It's kind of hard to say for sure, but I think AlexP's comment is on the right track: EM is still possible, but chemistry probably would have bumped into problems first. To elaborate, Maxwell's equations, which govern electromagnetism, are very much compatible with the idea that matter is a continuum. In fact, they're not just compatible, they're mathematically easier that way-- a continuous charge distribution works perfectly well within the analytic world of the equations, while handling a discrete distribution requires adding a whole bunch of tools like dirac delta functions that weren't put on a rigorous foundation until the mid 20th century. So EM is fine within your world. Since Maxwell's equations were the motivation for special relativity, it follows that SR and even GR could probably be developed within your world.
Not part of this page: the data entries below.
#[cfg(test)]
mod tests {
    use super::*;
    use test_case::test_case;

    #[test]
    fn test_config_default() {
        let args = args(&["vigil", "example.com"]).unwrap();
        let config = VigilConfig::build_config(args, ConfigFile::default()).unwrap();
        let expected = VigilConfig {
            targets: vec![String::from("example.com")],
            ..VigilConfig::default()
        };
        pretty_assertions::assert_eq!(expected, config);
    }

    #[test]
    fn test_config_sample() {
        let args = args(&["vigil", "example.com"]).unwrap();
        let cfg_file: ConfigFile =
            toml::from_str(include_str!("../vigil-config-sample.toml")).unwrap();
        let config = VigilConfig::build_config(args, cfg_file).unwrap();
        let expected = VigilConfig {
            targets: vec![String::from("example.com")],
            ..VigilConfig::default()
        };
        pretty_assertions::assert_eq!(expected, config);
    }

    #[test]
    fn test_config_file_layer() {
        let args = args(&["vigil", "example.com", "--report-interval", "10s"]).unwrap();
        let cfg_file: ConfigFile = toml::from_str(
            r#"
            [vigil]
            stop-after = "1h"

            [probe]
            ping-interval = "500ms"

            [report]
            report-interval = "30s"
            ignore-no-loss = false
            summary = false
            "#,
        )
        .unwrap();
        let config = VigilConfig::build_config(args, cfg_file).unwrap();
        let expected = cfg()
            .stop_after(Some(Duration::from_secs(3600)))
            .ping_interval(Duration::from_millis(500))
            .report_interval(Duration::from_secs(10))
            .ignore_no_loss(false)
            .summary(false)
            .build();
        pretty_assertions::assert_eq!(expected, config);
    }

    #[test_case("vigil --version", Err(anyhow!(format!("vigil {}", clap::crate_version!()))); "show version")]
    #[test_case("vigil -V", Err(anyhow!(format!("vigil {}", clap::crate_version!()))); "show version short")]
    fn test_version_help(cmd: &str, expected: anyhow::Result<VigilConfig>) {
        compare(parse_config(cmd), expected);
    }

    #[test_case("vigil example.com", Ok(cfg().build()); "single target")]
    #[test_case("vigil example.com foo.com bar.com", Ok(cfg_multi().build()); "multiple targets")]
    #[test_case("vigil example.com -i 2s", Ok(cfg().ping_interval(Duration::from_secs(2)).build()); "single target before args")]
    #[test_case("vigil -i 2s example.com", Ok(cfg().ping_interval(Duration::from_secs(2)).build()); "single target after args")]
    #[test_case("vigil -f hosts.txt", Ok(VigilConfigBuilder::new(vec![]).targets_file(Some(String::from("hosts.txt"))).build()); "targets file only")]
    #[test_case("vigil example.com --file hosts.txt", Ok(cfg().targets_file(Some(String::from("hosts.txt"))).build()); "targets and file")]
    fn test_target(cmd: &str, expected: anyhow::Result<VigilConfig>) {
        compare(parse_config(cmd), expected);
    }

    #[test_case("vigil example.com --dummy", Err(anyhow!("error: unexpected argument '--dummy' found")); "invalid argument")]
    fn test_unexpected(cmd: &str, expected: anyhow::Result<VigilConfig>) {
        compare_lines(parse_config(cmd), expected, Some(0));
    }

    #[test_case("vigil example.com --ping-interval 250ms", Ok(cfg().ping_interval(Duration::from_millis(250)).build()); "custom ping interval")]
    #[test_case("vigil example.com -i 250ms", Ok(cfg().ping_interval(Duration::from_millis(250)).build()); "custom ping interval short")]
    #[test_case("vigil example.com --ping-interval 0s", Err(anyhow!("ping-interval (0ns) must be greater than zero")); "invalid zero ping interval")]
    #[test_case("vigil example.com --ping-timeout 1s", Ok(cfg().ping_timeout(Duration::from_secs(1)).build()); "custom ping timeout")]
    #[test_case("vigil example.com -t 1s", Ok(cfg().ping_timeout(Duration::from_secs(1)).build()); "custom ping timeout short")]
    #[test_case("vigil example.com --ping-timeout 0ms", Err(anyhow!("ping-timeout (0ns) must be greater than zero")); "invalid zero ping timeout")]
    #[test_case("vigil example.com --size 1200", Ok(cfg().payload_size(1200).build()); "custom payload size")]
    #[test_case("vigil example.com -s 0", Ok(cfg().payload_size(0).build()); "empty payload")]
    #[test_case("vigil example.com --size 65508", Err(anyhow!("payload-size (65508) must be no greater than 65507")); "invalid payload size")]
    fn test_probe(cmd: &str, expected: anyhow::Result<VigilConfig>) {
        compare(parse_config(cmd), expected);
    }

    #[test_case("vigil example.com --report-interval 1m", Ok(cfg().report_interval(Duration::from_secs(60)).build()); "custom report interval")]
    #[test_case("vigil example.com -r 1m", Ok(cfg().report_interval(Duration::from_secs(60)).build()); "custom report interval short")]
    #[test_case("vigil example.com -r 0s", Err(anyhow!("report-interval (0ns) must be greater than zero")); "invalid zero report interval")]
    #[test_case("vigil example.com --stop-after 10m", Ok(cfg().stop_after(Some(Duration::from_secs(600))).build()); "custom stop after")]
    #[test_case("vigil example.com -d 10m", Ok(cfg().stop_after(Some(Duration::from_secs(600))).build()); "custom stop after short")]
    #[test_case("vigil example.com -d 0s", Err(anyhow!("stop-after (0ns) must be greater than zero")); "invalid zero stop after")]
    #[test_case("vigil example.com --tolerance", Ok(cfg().tolerance(true).build()); "tolerance")]
    #[test_case("vigil example.com -T", Ok(cfg().tolerance(true).build()); "tolerance short")]
    #[test_case("vigil example.com --show-all", Ok(cfg().ignore_no_loss(false).build()); "show all")]
    #[test_case("vigil example.com -a", Ok(cfg().ignore_no_loss(false).build()); "show all short")]
    #[test_case("vigil example.com --no-summary", Ok(cfg().summary(false).build()); "no summary")]
    #[test_case("vigil example.com --date-format %H:%M", Ok(cfg().date_format("%H:%M").build()); "custom date format")]
    #[test_case("vigil example.com --date-format %Q", Err(anyhow!("date-format (%Q) is not a valid format string")); "invalid date format")]
    fn test_report(cmd: &str, expected: anyhow::Result<VigilConfig>) {
        compare(parse_config(cmd), expected);
    }

    #[cfg(unix)]
    #[test_case("vigil example.com --syslog", Ok(cfg().syslog(true).build()); "syslog")]
    #[test_case("vigil example.com -S", Ok(cfg().syslog(true).build()); "syslog short")]
    fn test_syslog(cmd: &str, expected: anyhow::Result<VigilConfig>) {
        compare(parse_config(cmd), expected);
    }

    #[test_case("vigil example.com --log-format compact", Ok(cfg().log_format(LogFormat::Compact).build()); "compact log format")]
    #[test_case("vigil example.com --log-format json", Ok(cfg().log_format(LogFormat::Json).build()); "json log format")]
    #[test_case("vigil example.com --log-filter vigil_probe=trace", Ok(cfg().log_filter("vigil_probe=trace").build()); "custom log filter")]
    #[test_case("vigil example.com --log-span-events full", Ok(cfg().log_span_events(LogSpanEvents::Full).build()); "full span events")]
    #[test_case("vigil example.com -v", Ok(cfg().verbose(true).build()); "verbose")]
    fn test_logging(cmd: &str, expected: anyhow::Result<VigilConfig>) {
        compare(parse_config(cmd), expected);
    }

    #[test_case("vigil example.com --log-format chrome"; "unknown log format")]
    #[test_case("vigil example.com --ping-interval soon"; "unparsable duration")]
    #[test_case("vigil example.com --size -1"; "negative payload size")]
    fn test_invalid_value(cmd: &str) {
        assert!(parse_config(cmd).is_err());
    }

    #[test_case("vigil --print-config-template", VigilAction::PrintConfigTemplate; "print config template")]
    #[test_case("vigil --generate-man", VigilAction::PrintManPage; "generate man page")]
    #[test_case("vigil --generate bash", VigilAction::PrintShellCompletions(Shell::Bash); "generate bash completions")]
    #[test_case("vigil --generate zsh", VigilAction::PrintShellCompletions(Shell::Zsh); "generate zsh completions")]
    fn test_action(cmd: &str, expected: VigilAction) {
        let action = VigilAction::from(parse(cmd).unwrap()).unwrap();
        pretty_assertions::assert_eq!(expected, action);
    }

    #[test]
    fn test_probe_and_monitor_config() {
        let config = cfg()
            .ping_interval(Duration::from_millis(200))
            .payload_size(8)
            .syslog(true)
            .tolerance(true)
            .build();
        let probe = config.probe_config();
        assert_eq!(Duration::from_millis(200), probe.ping_interval);
        assert_eq!(probe_defaults::DEFAULT_PING_TIMEOUT, probe.ping_timeout);
        assert_eq!(8, probe.payload_size);
        let monitor = config.monitor_config();
        assert!(monitor.log_sink);
        assert!(monitor.tolerance);
        assert!(monitor.summary);
        assert!(monitor.ignore_no_loss);
    }

    fn parse_config(cmd: &str) -> anyhow::Result<VigilConfig> {
        let args = parse(cmd)?;
        VigilConfig::build_config(args, ConfigFile::default())
    }

    fn parse(cmd: &str) -> anyhow::Result<Args> {
        use clap::Parser;
        Ok(Args::try_parse_from(
            cmd.split(' ').map(std::ffi::OsString::from),
        )?)
    }

    fn args(args: &[&str]) -> anyhow::Result<Args> {
        use clap::Parser;
        Ok(Args::try_parse_from(
            args.iter().map(std::ffi::OsString::from),
        )?)
    }

    fn compare<T>(actual: anyhow::Result<T>, expected: anyhow::Result<T>)
    where
        T: PartialEq + Eq + std::fmt::Debug,
    {
        compare_lines(actual, expected, None);
    }

    fn compare_lines<T>(
        actual: anyhow::Result<T>,
        expected: anyhow::Result<T>,
        lines: Option<usize>,
    ) where
        T: PartialEq + Eq + std::fmt::Debug,
    {
        match (actual, expected) {
            (Ok(cfg), Ok(exp)) => {
                pretty_assertions::assert_eq!(cfg, exp);
            }
            (Err(err), Err(exp_err)) => {
                let (err, exp_err) = match lines {
                    Some(line) => (nth_line(&err, line), nth_line(&exp_err, line)),
                    None => (err.to_string(), exp_err.to_string()),
                };
                pretty_assertions::assert_eq!(remove_whitespace(&err), remove_whitespace(&exp_err));
            }
            (Ok(_), Err(exp_err)) => {
                panic!("expected err {}", exp_err.to_string().trim());
            }
            (Err(err), Ok(_)) => {
                panic!("unexpected err {}", err.to_string().trim());
            }
        }
    }

    fn nth_line(err: &anyhow::Error, line: usize) -> String {
        err.to_string()
            .lines()
            .nth(line)
            .map(ToString::to_string)
            .unwrap_or_default()
    }

    fn remove_whitespace(s: &str) -> String {
        s.chars().filter(|c| !c.is_whitespace()).collect()
    }

    fn cfg() -> VigilConfigBuilder {
        VigilConfigBuilder::new(vec![String::from("example.com")])
    }

    fn cfg_multi() -> VigilConfigBuilder {
        VigilConfigBuilder::new(vec![
            String::from("example.com"),
            String::from("foo.com"),
            String::from("bar.com"),
        ])
    }

    pub struct VigilConfigBuilder {
        config: VigilConfig,
    }

    impl VigilConfigBuilder {
        pub fn new(targets: Vec<String>) -> Self {
            Self {
                config: VigilConfig {
                    targets,
                    ..VigilConfig::default()
                },
            }
        }

        pub fn targets_file(self, targets_file: Option<String>) -> Self {
            Self {
                config: VigilConfig {
                    targets_file,
                    ..self.config
                },
            }
        }

        pub fn ping_interval(self, ping_interval: Duration) -> Self {
            Self {
                config: VigilConfig {
                    ping_interval,
                    ..self.config
                },
            }
        }

        pub fn ping_timeout(self, ping_timeout: Duration) -> Self {
            Self {
                config: VigilConfig {
                    ping_timeout,
                    ..self.config
                },
            }
        }

        pub fn payload_size(self, payload_size: usize) -> Self {
            Self {
                config: VigilConfig {
                    payload_size,
                    ..self.config
                },
            }
        }

        pub fn report_interval(self, report_interval: Duration) -> Self {
            Self {
                config: VigilConfig {
                    report_interval,
                    ..self.config
                },
            }
        }

        pub fn stop_after(self, stop_after: Option<Duration>) -> Self {
            Self {
                config: VigilConfig {
                    stop_after,
                    ..self.config
                },
            }
        }

        pub fn tolerance(self, tolerance: bool) -> Self {
            Self {
                config: VigilConfig {
                    tolerance,
                    ..self.config
                },
            }
        }

        pub fn summary(self, summary: bool) -> Self {
            Self {
                config: VigilConfig {
                    summary,
                    ..self.config
                },
            }
        }

        pub fn ignore_no_loss(self, ignore_no_loss: bool) -> Self {
            Self {
                config: VigilConfig {
                    ignore_no_loss,
                    ..self.config
                },
            }
        }

        pub fn syslog(self, syslog: bool) -> Self {
            Self {
                config: VigilConfig {
                    syslog,
                    ..self.config
                },
            }
        }

        pub fn date_format(self, date_format: &str) -> Self {
            Self {
                config: VigilConfig {
                    date_format: String::from(date_format),
                    ..self.config
                },
            }
        }

        pub fn verbose(self, verbose: bool) -> Self {
            Self {
                config: VigilConfig {
                    verbose,
                    ..self.config
                },
            }
        }

        pub fn log_format(self, log_format: LogFormat) -> Self {
            Self {
                config: VigilConfig {
                    log_format,
                    ..self.config
                },
            }
        }

        pub fn log_filter(self, log_filter: &str) -> Self {
            Self {
                config: VigilConfig {
                    log_filter: String::from(log_filter),
                    ..self.config
                },
            }
        }

        pub fn log_span_events(self, log_span_events: LogSpanEvents) -> Self {
            Self {
                config: VigilConfig {
                    log_span_events,
                    ..self.config
                },
            }
        }

        pub fn build(self) -> VigilConfig {
            self.config
        }
    }
}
Chemistry, however, is a bit tougher to reconcile-- the idea of indivisible elements sticking together to form compounds is just so simple and intuitive, yet so good at predicting phenomena we see. However, you could probably fudge some kind of continuum version of classical chemistry together, it just would be a lot less intuitive and clunkier to use. Where you really start running into problems is quantum mechanics and the like, since quantization is a fundamental aspect of these theories anyway. As before, you might be able to cobble together some atrocious continuum explanation that does a reasonably good job at predicting phenomena, but the models needed would get more and more complicated, less useful, and less unifying, until someone finally had the epiphany that discretized matter was the way to go. The whole situation would likely play out kind of like Ptolemy's model of epicycles.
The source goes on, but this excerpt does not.